On the occasion of International Yoga Day, everyone is talking about health and fitness. Yoga is an ancient genre that keeps the body, but also the mind calm and healthy. This becomes even more special during pregnancy, because at this time a woman needs the most physical and mentally strong.
However, a big question is, is it safe to do yoga in pregnancy and if yes, which postures should be done?
Most important thing: It is very important to consult your doctor before starting any exercise or yogasan in pregnancy. Only after the permission of the doctor, do yoga under the supervision of a trained yoga guru.

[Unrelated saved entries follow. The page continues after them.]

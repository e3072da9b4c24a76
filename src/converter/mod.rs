//! Command conversion.
//!
//! Turns an engine's trace lines into a boot-loader register command array.

pub mod command;
pub mod generator;
pub mod record;
pub mod skip;

// Re-export main types
pub use command::{split_command, Command, CommandKind};
pub use generator::{convert_lines, ConversionStats, GeneratedSource};
pub use record::{Record, Region, SourceItem};
pub use skip::is_skipped_write;
//! CLI command implementations.
//!
//! Commands orchestrate the various library components to perform user tasks.

pub mod convert;
pub mod models;

// Re-export main command functions
pub use convert::{execute_convert, format_summary, validate_args};
pub use models::{Architecture, ConvertArgs, PadClock, RunConfig};
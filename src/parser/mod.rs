//! Trace segmentation.
//!
//! This module handles:
//! - Engine identities and their block markers
//! - Filtering the raw trace down to known blocks
//! - Classifying the filtered trace into per-engine buckets
//! - The optional tree file data source

pub mod classifier;
pub mod engine;
pub mod filter;
pub mod tree;

// Re-export main types
pub use classifier::{capture_all, classify, classify_from, EngineBuckets, ScanState};
pub use engine::{Engine, PROCESSING_ORDER};
pub use filter::filter_blocks;
pub use tree::{load_tree, TreeData};
//! Engine identities and their trace markers.
//!
//! Each engine owns one `# Begin:`/`# End:` block in the trace and one
//! generated array in the output. Declaration order is processing order.

use serde::{Deserialize, Serialize};
use std::fmt;

/// A functional hardware block whose commands become one generated array
#[derive(Debug, Clone, Copy, PartialEq, Eq, PartialOrd, Ord, Hash, Serialize, Deserialize)]
#[serde(rename_all = "UPPERCASE")]
pub enum Engine {
    /// Memory-management engine
    Mme,
    /// Packet-buffer manager
    Pbm,
    /// Virtual pipelines
    Vp,
    /// Network-controller accelerator
    Nca,
    /// I/O-aggregation engine
    Eioa,
    /// EIOA port enable block, always folded into [`Engine::Eioa`]
    Eioae,
    /// Synthetic identity for single-block mode
    All,
}

/// Engines in the order the classifier expects to meet them
pub const PROCESSING_ORDER: [Engine; 6] = [
    Engine::Mme,
    Engine::Pbm,
    Engine::Vp,
    Engine::Nca,
    Engine::Eioa,
    Engine::Eioae,
];

impl Engine {
    /// Prefix of the line opening this engine's block
    pub fn start_marker(self) -> Option<&'static str> {
        match self {
            Self::Mme => Some("# Begin: Engines.MME"),
            Self::Pbm => Some("# Begin: PBM"),
            Self::Vp => Some("# Begin: VirtualPipelines"),
            Self::Nca => Some("# Begin: Engines.NCA"),
            Self::Eioa => Some("# Begin: Engines.EIOA"),
            Self::Eioae => Some("# Begin: EIOA Port(s) Enable"),
            Self::All => None,
        }
    }

    /// Prefix of the line closing this engine's block
    pub fn end_marker(self) -> Option<&'static str> {
        match self {
            Self::Mme => Some("# End:   Engines.MME"),
            Self::Pbm => Some("# End:   PBM"),
            Self::Vp => Some("# End:   VirtualPipelines"),
            Self::Nca => Some("# End:   Engines.NCA"),
            Self::Eioa => Some("# End:   Engines.EIOA"),
            Self::Eioae => Some("# End:   EIOA Port(s) Enable"),
            Self::All => None,
        }
    }

    /// Base name of the `.trace`/`.c` outputs and of the generated array
    pub fn output_base(self) -> &'static str {
        match self {
            Self::Mme => "mme",
            Self::Pbm => "pbm",
            Self::Vp => "vp",
            Self::Nca => "nca",
            Self::Eioa | Self::Eioae => "eioa",
            Self::All => "all",
        }
    }

    /// Engine whose bucket absorbs this one, if any
    pub fn parent(self) -> Option<Engine> {
        match self {
            Self::Eioae => Some(Self::Eioa),
            _ => None,
        }
    }

    /// Next engine in [`PROCESSING_ORDER`]
    pub fn next_in_order(self) -> Option<Engine> {
        let pos = PROCESSING_ORDER.iter().position(|e| *e == self)?;
        PROCESSING_ORDER.get(pos + 1).copied()
    }

    /// Whether `line` opens this engine's block.
    ///
    /// The NCA header must carry exactly as many tokens as its marker, which
    /// rejects decorated headers such as `# Begin: Engines.NCAv3 (CPU)`.
    pub fn opens_block(self, line: &str) -> bool {
        let Some(marker) = self.start_marker() else {
            return false;
        };
        if !line.starts_with(marker) {
            return false;
        }
        match self {
            Self::Nca => line.split_whitespace().count() == marker.split_whitespace().count(),
            _ => true,
        }
    }

    /// Whether `line` closes this engine's block
    pub fn closes_block(self, line: &str) -> bool {
        self.end_marker().is_some_and(|marker| line.starts_with(marker))
    }
}

impl fmt::Display for Engine {
    fn fmt(&self, f: &mut fmt::Formatter<'_>) -> fmt::Result {
        let name = match self {
            Self::Mme => "MME",
            Self::Pbm => "PBM",
            Self::Vp => "VP",
            Self::Nca => "NCA",
            Self::Eioa => "EIOA",
            Self::Eioae => "EIOAE",
            Self::All => "ALL",
        };
        f.write_str(name)
    }
}
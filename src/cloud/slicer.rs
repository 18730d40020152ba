//! Splitting local files into fixed-size parts.

use async_trait::async_trait;
use base64::{Engine as _, engine::general_purpose::STANDARD};
use md5::{Digest, Md5};
use std::io::SeekFrom;
use std::path::{Path, PathBuf};
use tokio::io::{AsyncRead, AsyncReadExt, AsyncSeekExt};
use tracing::debug;

use super::error::{CloudError, Result};

/// Size of every part except the last (10MB); advertised to the service
pub const SLICE_SIZE: u64 = 10 * 1024 * 1024;

/// A file the upload pipeline can negotiate and commit
pub trait UploadableFile: Send + Sync {
    fn name(&self) -> &str;
    fn size(&self) -> u64;
    fn parent_id(&self) -> &str;
    /// Whole-file MD5, lowercase hex
    fn file_md5(&self) -> &str;
    fn slice_md5(&self) -> &str;
    fn slice_count(&self) -> usize;

    fn slice_size(&self) -> u64 {
        SLICE_SIZE
    }

    fn upload_id(&self) -> Option<&str>;
    fn set_upload_id(&mut self, upload_id: String);
    fn exists(&self) -> bool;
    fn set_exists(&mut self, exists: bool);
}

/// One part of an [`UploadableFile`]
#[async_trait]
pub trait UploadablePart: Send + Sync {
    /// 0-based position within the file
    fn index(&self) -> usize;
    fn name(&self) -> &str;
    fn len(&self) -> u64;
    async fn bytes(&self) -> Result<Vec<u8>>;

    fn is_empty(&self) -> bool {
        self.len() == 0
    }
}

#[derive(Debug, Clone)]
pub struct LocalPart {
    path: PathBuf,
    index: usize,
    offset: u64,
    len: u64,
    name: String,
}

impl LocalPart {
    pub fn offset(&self) -> u64 {
        self.offset
    }
}

#[async_trait]
impl UploadablePart for LocalPart {
    fn index(&self) -> usize {
        self.index
    }

    fn name(&self) -> &str {
        &self.name
    }

    fn len(&self) -> u64 {
        self.len
    }

    async fn bytes(&self) -> Result<Vec<u8>> {
        let mut file = tokio::fs::File::open(&self.path).await?;
        file.seek(SeekFrom::Start(self.offset)).await?;

        let mut buffer = vec![0u8; self.len as usize];
        file.read_exact(&mut buffer).await?;
        Ok(buffer)
    }
}

/// A local file with its fingerprints computed
#[derive(Debug, Clone)]
pub struct LocalFile {
    path: PathBuf,
    name: String,
    size: u64,
    parent_id: String,
    slice_size: u64,
    file_md5: String,
    slice_md5: String,
    parts: Vec<LocalPart>,
    upload_id: Option<String>,
    exists: bool,
}

impl LocalFile {
    /// Read `path` once, fingerprinting the whole file and each slice
    pub async fn open(path: impl AsRef<Path>, parent_id: impl Into<String>) -> Result<Self> {
        Self::open_with_slice_size(path.as_ref(), parent_id.into(), SLICE_SIZE).await
    }

    pub(crate) async fn open_with_slice_size(
        path: &Path,
        parent_id: String,
        slice_size: u64,
    ) -> Result<Self> {
        let name = path
            .file_name()
            .map(|n| n.to_string_lossy().into_owned())
            .ok_or_else(|| {
                CloudError::Io(std::io::Error::new(
                    std::io::ErrorKind::InvalidInput,
                    format!("{} has no file name", path.display()),
                ))
            })?;

        let mut file = tokio::fs::File::open(path).await?;
        let mut whole = Md5::new();
        let mut parts = Vec::new();
        let mut slice_digests = Vec::new();
        let mut offset = 0u64;
        let mut buffer = vec![0u8; slice_size as usize];

        loop {
            let bytes_read = read_full(&mut file, &mut buffer).await?;
            if bytes_read == 0 && !parts.is_empty() {
                break; // EOF
            }

            let chunk = &buffer[..bytes_read];
            whole.update(chunk);
            let digest = Md5::digest(chunk);

            parts.push(LocalPart {
                path: path.to_path_buf(),
                index: parts.len(),
                offset,
                len: bytes_read as u64,
                name: STANDARD.encode(digest),
            });
            slice_digests.push(format!("{:X}", digest));
            offset += bytes_read as u64;

            if (bytes_read as u64) < slice_size {
                break;
            }
        }

        let file_md5 = format!("{:x}", whole.finalize());
        let slice_md5 = if slice_digests.len() > 1 {
            format!("{:x}", Md5::digest(slice_digests.join("\n")))
        } else {
            file_md5.clone()
        };

        debug!(
            "Sliced {} ({} bytes) into {} part(s), md5 {}",
            path.display(),
            offset,
            parts.len(),
            file_md5
        );

        Ok(Self {
            path: path.to_path_buf(),
            name,
            size: offset,
            parent_id,
            slice_size,
            file_md5,
            slice_md5,
            parts,
            upload_id: None,
            exists: false,
        })
    }

    /// Resume against an upload session opened earlier
    pub fn with_upload_id(mut self, upload_id: impl Into<String>) -> Self {
        self.upload_id = Some(upload_id.into());
        self
    }

    pub fn path(&self) -> &Path {
        &self.path
    }

    pub fn parts(&self) -> &[LocalPart] {
        &self.parts
    }
}

impl UploadableFile for LocalFile {
    fn name(&self) -> &str {
        &self.name
    }

    fn size(&self) -> u64 {
        self.size
    }

    fn parent_id(&self) -> &str {
        &self.parent_id
    }

    fn file_md5(&self) -> &str {
        &self.file_md5
    }

    fn slice_md5(&self) -> &str {
        &self.slice_md5
    }

    fn slice_count(&self) -> usize {
        self.parts.len()
    }

    fn slice_size(&self) -> u64 {
        self.slice_size
    }

    fn upload_id(&self) -> Option<&str> {
        self.upload_id.as_deref()
    }

    fn set_upload_id(&mut self, upload_id: String) {
        self.upload_id = Some(upload_id);
    }

    fn exists(&self) -> bool {
        self.exists
    }

    fn set_exists(&mut self, exists: bool) {
        self.exists = exists;
    }
}

/// Fill `buffer` unless EOF comes first; returns the bytes read
async fn read_full<R: AsyncRead + Unpin>(reader: &mut R, buffer: &mut [u8]) -> Result<usize> {
    let mut filled = 0;
    while filled < buffer.len() {
        let n = reader.read(&mut buffer[filled..]).await?;
        if n == 0 {
            break;
        }
        filled += n;
    }
    Ok(filled)
}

Here are some such asanas, which are usually considered safe and beneficial in pregnancy:
1. Triangle Pose
This asana helps to balance the body and improve digestion. It relieves the pain of the waist and hips and increases flexibility by stretching the body.
2. Varrior Pose
This asana strengthens the lower part of the body, such as the thighs and legs. It reduces shoulders stress and is also helpful in increasing confidence.
3. Butterfly Pose
It is also called butterfly pose. It opens the muscles of the thighs and hips and makes flexible, which can help in normal delivery. It also reduces stress.
4. Cat-Cow Pose
This asana is very beneficial for the spinal cord. It relieves back pain and relaxes them by stretching the abdominal muscles.
5. Corpse Pose
It is a comfortable posture performed at the end of all asanas. It calms the body and brain completely, controls blood pressure and relieves stress.
Necessary advice:
Always listen to your body. While doing any posture, if you feel pain, restlessness or any kind of discomfort, then stop immediately. The rugs that put pressure on the stomach should always be avoided.